In Exodus, the Torah tells us that about 400 years have passed since Jacob, Joseph, and their immediate families died in Egypt. (By the way, it never says that their descendants were “slaves.”) And in that hiatus, we may infer that the God of Abraham, Isaac, and Jacob has been silent, speaking to no person nor through any prophet.
In fact, things have been quiet for so long—with such a big gap between the experience of the patriarchs and the present—that it leads many, including RASHI, to ask: Why doesn’t the Torah simply start with Exodus and the story of the liberation? The truth is that it could.
The world in which Moses is born (about the 14th Century BCE) is a world full of gods: male and female, moral and evil, animal and celestial.
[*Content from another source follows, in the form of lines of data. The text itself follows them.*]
// SPDX-License-Identifier: MIT OR Apache-2.0
//! Closed audit event vocabulary.

use serde::{Deserialize, Serialize};

/// Every kind of event the runtime audits. Closed set; wire codes are
/// stable snake_case strings.
#[derive(Debug, Clone, Copy, PartialEq, Eq, Hash, Serialize, Deserialize)]
#[serde(rename_all = "snake_case")]
pub enum AuditEventType {
    /// An execution was admitted and started.
    AgentExecutionStarted,
    /// An execution completed and sealed its trace.
    AgentExecutionCompleted,
    /// An execution terminated with an error.
    AgentExecutionFailed,
    /// A tool call was requested by the model.
    ToolCallRequested,
    /// A tool call completed successfully.
    ToolCallSucceeded,
    /// A tool call failed at the backend.
    ToolCallFailed,
    /// A tool call was denied by a permission gate.
    ToolPermissionDenied,
    /// A skill version was published.
    SkillPublished,
    /// A skill version's tests were run.
    SkillTested,
    /// A skill version changed lifecycle state.
    SkillStateChanged,
    /// A deprecated skill version was selected for execution.
    SkillDeprecatedUsed,
    /// Spend crossed the alert or soft-limit threshold.
    BudgetWarning,
    /// Spend crossed the hard limit, or a forecast would have.
    BudgetExceeded,
    /// Workspace files, environments, or pins changed.
    WorkspaceChange,
    /// A token validated successfully.
    AuthSuccess,
    /// A token was missing, malformed, or mismatched.
    AuthFailure,
    /// A request was rejected by rate limiting.
    RateLimited,
    /// Runtime configuration changed.
    ConfigChange,
    /// The runtime process started.
    SystemStartup,
    /// The runtime process shut down.
    SystemShutdown,
    /// A break-glass override was exercised.
    OverrideUsed,
}

impl AuditEventType {
    /// Stable wire code, e.g. `"agent_execution_started"`.
    #[must_use]
    pub fn as_str(&self) -> &'static str {
        match self {
            Self::AgentExecutionStarted => "agent_execution_started",
            Self::AgentExecutionCompleted => "agent_execution_completed",
            Self::AgentExecutionFailed => "agent_execution_failed",
            Self::ToolCallRequested => "tool_call_requested",
            Self::ToolCallSucceeded => "tool_call_succeeded",
            Self::ToolCallFailed => "tool_call_failed",
            Self::ToolPermissionDenied => "tool_permission_denied",
            Self::SkillPublished => "skill_published",
            Self::SkillTested => "skill_tested",
            Self::SkillStateChanged => "skill_state_changed",
            Self::SkillDeprecatedUsed => "skill_deprecated_used",
            Self::BudgetWarning => "budget_warning",
            Self::BudgetExceeded => "budget_exceeded",
            Self::WorkspaceChange => "workspace_change",
            Self::AuthSuccess => "auth_success",
            Self::AuthFailure => "auth_failure",
            Self::RateLimited => "rate_limited",
            Self::ConfigChange => "config_change",
            Self::SystemStartup => "system_startup",
            Self::SystemShutdown => "system_shutdown",
            Self::OverrideUsed => "override_used",
        }
    }

    /// Parse a stable wire code back into the enum.
    #[must_use]
    pub fn parse(s: &str) -> Option<Self> {
        ALL_EVENT_TYPES.iter().copied().find(|t| t.as_str() == s)
    }
}

impl std::fmt::Display for AuditEventType {
    fn fmt(&self, f: &mut std::fmt::Formatter<'_>) -> std::fmt::Result {
        f.write_str(self.as_str())
    }
}

/// All event types, for exhaustive iteration.
pub const ALL_EVENT_TYPES: &[AuditEventType] = &[
    AuditEventType::AgentExecutionStarted,
    AuditEventType::AgentExecutionCompleted,
    AuditEventType::AgentExecutionFailed,
    AuditEventType::ToolCallRequested,
    AuditEventType::ToolCallSucceeded,
    AuditEventType::ToolCallFailed,
    AuditEventType::ToolPermissionDenied,
    AuditEventType::SkillPublished,
    AuditEventType::SkillTested,
    AuditEventType::SkillStateChanged,
    AuditEventType::SkillDeprecatedUsed,
    AuditEventType::BudgetWarning,
    AuditEventType::BudgetExceeded,
    AuditEventType::WorkspaceChange,
    AuditEventType::AuthSuccess,
    AuditEventType::AuthFailure,
    AuditEventType::RateLimited,
    AuditEventType::ConfigChange,
    AuditEventType::SystemStartup,
    AuditEventType::SystemShutdown,
    AuditEventType::OverrideUsed,
];

#[cfg(test)]
mod tests {
    use super::*;
    use std::collections::HashSet;

    #[test]
    fn wire_codes_are_unique() {
        let mut seen = HashSet::new();
        for t in ALL_EVENT_TYPES {
            assert!(seen.insert(t.as_str()), "duplicate code {}", t.as_str());
        }
    }

    #[test]
    fn parse_roundtrips_every_code() {
        for t in ALL_EVENT_TYPES {
            assert_eq!(AuditEventType::parse(t.as_str()), Some(*t));
        }
        assert_eq!(AuditEventType::parse("nope"), None);
    }

    #[test]
    fn serde_matches_as_str() {
        for t in ALL_EVENT_TYPES {
            let json = serde_json::to_string(t).unwrap();
            assert_eq!(json, format!("\"{}\"", t.as_str()));
        }
    }
}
Almost no tribe or community limits itself to one god, and even those would not claim that there is only one god for the whole universe.
In this sense, one may say that, at the beginning of Exodus, the God of Abraham, Isaac, and Jacob is a family god, one that favors a certain clan, protects it and arranges for its prosperity (the two main jobs for gods). And another way of looking at the Passover narrative is as the debut of the family god and the beginning of his push to become better known and more feared in the community of rival deities.
When Moses is said to be 80, living quietly with Zipporah and their sons in Midian, God appears to him and asks him to facilitate a plan: namely, to persuade the 600,000 or so alleged Israelites to break away from Egypt and the Egyptian gods and be loyal to him instead.
Much is made of the absence of Moses in the texts of the Haggadah. (Technically, there are a couple of oblique mentions of him in cited passages from the Talmud, but they do not appear in most current editions.) One sage proposed adorably that when, a year after the Exodus, Moses retold the story to his family in the desert, he didn’t want to sound like he was bragging. But the usual explanation is that the story is meant to glorify God, not Moses. And this is one of the rare cases when I think the conventional wisdom is correct!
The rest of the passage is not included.